Jackson, who specializes in perinatal mood and anxiety disorders, confirms my own experiences with developing and/or exacerbating mental health issues due to birth and postpartum trauma.
“Parents experience PTSD-like symptoms when their child has been admitted to NICU or experienced a traumatic birth. Parents may experience flashbacks of the birth, dissociation, hyperarousal, recurrent dreams/nightmares,” says Jackson, who is based in South Carolina. She adds that some parents report intense fear, loss of dignity, horror, and loss of control after such incidents.
A baby’s distress, therefore, can manifest in many ways in a parent’s body. From raising cortisol levels to potentially causing or exacerbating mental health issues, it’s clear that there are definite impacts on parents when their baby is in distress. Not every reaction is "bad," however.

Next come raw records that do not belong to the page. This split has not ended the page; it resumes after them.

//! Interactive reminder tracker.
//!
//! # Responsibility
//! - Resolve configuration from an optional JSON file and CLI flags.
//! - Load the three reminder tables and run the text command loop.

mod command;
mod session;

use clap::Parser;
use command::parse_command;
use log::{info, warn};
use remindlog_core::{init_logging, AppConfig, MemoryReminderRepository, ReminderService};
use session::{Flow, Session};
use std::error::Error;
use std::io::BufRead;
use std::path::PathBuf;
use std::process::ExitCode;

#[derive(Parser, Debug)]
#[command(version, about = "Event-sourced personal reminder tracker")]
struct Args {
    /// JSON config file; flags below override its values.
    #[arg(long)]
    config: Option<PathBuf>,
    /// Reminder catalog table.
    #[arg(long)]
    reminders: Option<PathBuf>,
    /// Activation log table.
    #[arg(long)]
    active: Option<PathBuf>,
    /// Dismissal log table.
    #[arg(long)]
    dismissed: Option<PathBuf>,
    /// Pin the current instant, e.g. `2025-04-07 10:00:00`.
    #[arg(long)]
    now: Option<String>,
    #[arg(long)]
    log_level: Option<String>,
    /// Absolute directory for rolling log files.
    #[arg(long)]
    log_dir: Option<String>,
}

impl Args {
    fn resolve_config(self) -> Result<AppConfig, Box<dyn Error>> {
        let mut config = match &self.config {
            Some(path) => AppConfig::load(path)?,
            None => AppConfig::default(),
        };
        if let Some(path) = self.reminders {
            config.tables.reminders = path;
        }
        if let Some(path) = self.active {
            config.tables.activations = path;
        }
        if let Some(path) = self.dismissed {
            config.tables.dismissals = path;
        }
        config.now = self.now.or(config.now);
        config.log_level = self.log_level.or(config.log_level);
        config.log_dir = self.log_dir.or(config.log_dir);
        Ok(config)
    }
}

fn main() -> ExitCode {
    match run(Args::parse()) {
        Ok(()) => ExitCode::SUCCESS,
        Err(err) => {
            eprintln!("error: {err}");
            ExitCode::FAILURE
        }
    }
}

fn run(args: Args) -> Result<(), Box<dyn Error>> {
    let config = args.resolve_config()?;
    if let Err(err) = init_logging(config.log_level(), config.log_dir()) {
        eprintln!("warning: file logging disabled: {err}");
    }
    let clock = config.clock()?;

    let mut service = ReminderService::new(MemoryReminderRepository::new());
    service.reload(&config.tables)?;
    info!(
        "event=session_start module=cli status=ok fixed_clock={}",
        config.now.is_some()
    );

    let stdout = std::io::stdout();
    let mut session = Session::new(service, clock, stdout.lock());
    session.show_active()?;

    let stdin = std::io::stdin();
    let mut lines = stdin.lock().lines();
    loop {
        session.prompt()?;
        let Some(line) = lines.next() else {
            break;
        };
        let line = line?;
        if session.execute(parse_command(&line))? == Flow::Quit {
            info!("event=session_end module=cli status=ok");
            return Ok(());
        }
    }

    warn!("event=session_end module=cli status=eof");
    Ok(())
}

If you feel that you are becoming overly distressed by your baby’s cries, seek out help with both childcare as well as for your own mental health. Jackson says that being unable to effectively deal with a baby’s distress (especially due to the development of postpartum depression) can lead to long-term effects, such as difficulty learning to self-soothe down the line, having more fear and anxiety when faced with adverse situations, and failure to thrive.
Radford also recommends responding to your baby before they’re deep into a “full-blown crying spell.”
“Feeding after an early hunger cue like smacking lips makes baby more secure and less likely to cry in the future. As they say, ‘Babies who cry less, cry less,” says Radford.